Coffee is Tanzania’s second biggest cash crop, following bananas. An upcoming blog will touch on my visit to a coffee plantation. Suffice it to say it is abundant. For that reason, it surprised me that at hotels and cafes you are most likely to find Africafe—an instant coffee. If you need a jolt of caffeine it does the job. However, it’s not as flavorful as a freshly ground cup of beans. Seek out a restaurant that uses local beans, you’ll be happy you did and you’ll most likely be supporting small farmers who make the majority of the coffee.

Soda is very prevalent as is bottled water. Tap water is plentiful, but—no surprise—travelers are strongly advised against drinking it.

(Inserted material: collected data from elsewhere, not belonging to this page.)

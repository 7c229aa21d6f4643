//! Operator, delimiter and punctuation scanning for the `Statement` and
//! `Command` contexts' disjoint operator sets.

use mash_util::error::LexError;

use crate::token::TokenKind;
use crate::token::TokenKind::*;

use super::core::Lexer;

impl<'a> Lexer<'a> {
    /// Scans one operator or delimiter token from the full statement-level
    /// set: every arithmetic/bitwise/comparison/assignment operator plus
    /// `( ) [ ] , : ; .` A composite spelling is chosen by one rune of
    /// lookahead (`+` followed by `=` is `PlusAssign`, and so on).
    pub(super) fn lex_operator_statement(&mut self) {
        self.mark();
        let c = self.cursor.current_char();
        self.cursor.advance();

        let kind = match c {
            '+' => self.choose('=', PlusAssign, Plus),
            '-' => self.choose('=', MinusAssign, Minus),
            '*' => self.choose('=', StarAssign, Star),
            '/' => self.choose('=', SlashAssign, Slash),
            '%' => self.choose('=', PercentAssign, Percent),
            '^' => self.choose('=', CaretAssign, Caret),
            '&' => {
                if self.cursor.match_char('&') {
                    Land
                } else if self.cursor.match_char('^') {
                    self.choose('=', AndNotAssign, AndNot)
                } else {
                    self.choose('=', AmpAssign, Amp)
                }
            }
            '|' => {
                if self.cursor.match_char('|') {
                    Lor
                } else {
                    self.choose('=', PipeAssign, Pipe)
                }
            }
            '<' => {
                if self.cursor.match_char('<') {
                    self.choose('=', ShlAssign, Shl)
                } else {
                    self.choose('=', Le, Lt)
                }
            }
            '>' => {
                if self.cursor.match_char('>') {
                    self.choose('=', ShrAssign, Shr)
                } else {
                    self.choose('=', Ge, Gt)
                }
            }
            '=' => self.choose('=', Eq, Assign),
            '!' => self.choose('=', Neq, Not),
            ':' => self.choose('=', Define, Colon),
            '(' => LParen,
            ')' => RParen,
            '[' => LBracket,
            ']' => RBracket,
            ',' => Comma,
            ';' => Semicolon,
            '.' => Dot,
            other => {
                let pos = self.mark_pos;
                self.report_err(pos, LexError::IllegalRune(other));
                Illegal
            }
        };
        self.emit(kind);
    }

    /// Scans one operator token from the restricted command-level set:
    /// `| || & && !`. Unlike the statement set, `!` never pairs with `=`
    /// here — `!=` has no meaning as a command operator.
    pub(super) fn lex_operator_command(&mut self) {
        self.mark();
        let c = self.cursor.current_char();
        self.cursor.advance();

        let kind = match c {
            '|' => {
                if self.cursor.match_char('|') {
                    Lor
                } else {
                    Pipe
                }
            }
            '&' => {
                if self.cursor.match_char('&') {
                    Land
                } else {
                    Amp
                }
            }
            '!' => Not,
            other => {
                let pos = self.mark_pos;
                self.report_err(pos, LexError::IllegalRune(other));
                Illegal
            }
        };
        self.emit(kind);
    }

    fn choose(&mut self, expect: char, if_match: TokenKind, otherwise: TokenKind) -> TokenKind {
        if self.cursor.match_char(expect) {
            if_match
        } else {
            otherwise
        }
    }
}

There is a saying “those who can’t climb Kilimanjaro, drink it.” This is a reference to the most popular beer, named after one of the most popular destinations in Tanzania, Kilimanjaro. The lager is easy drinking with a nice flavor. I liked it more than the Serengeti (another popular tourist site named after a beer…joking). Alcohol, especially beer, is considered very expensive in Tanzania (2500 Tsh), so locals who do drink are considered well-to-do or have a drinking problem (seriously). In terms of cost, it’s equivalent to about $5 USD, but that’s an entire meal here. The alternative that is more popular among Tanzanians is banana beer. You can read more about that wonderful concoction in soon.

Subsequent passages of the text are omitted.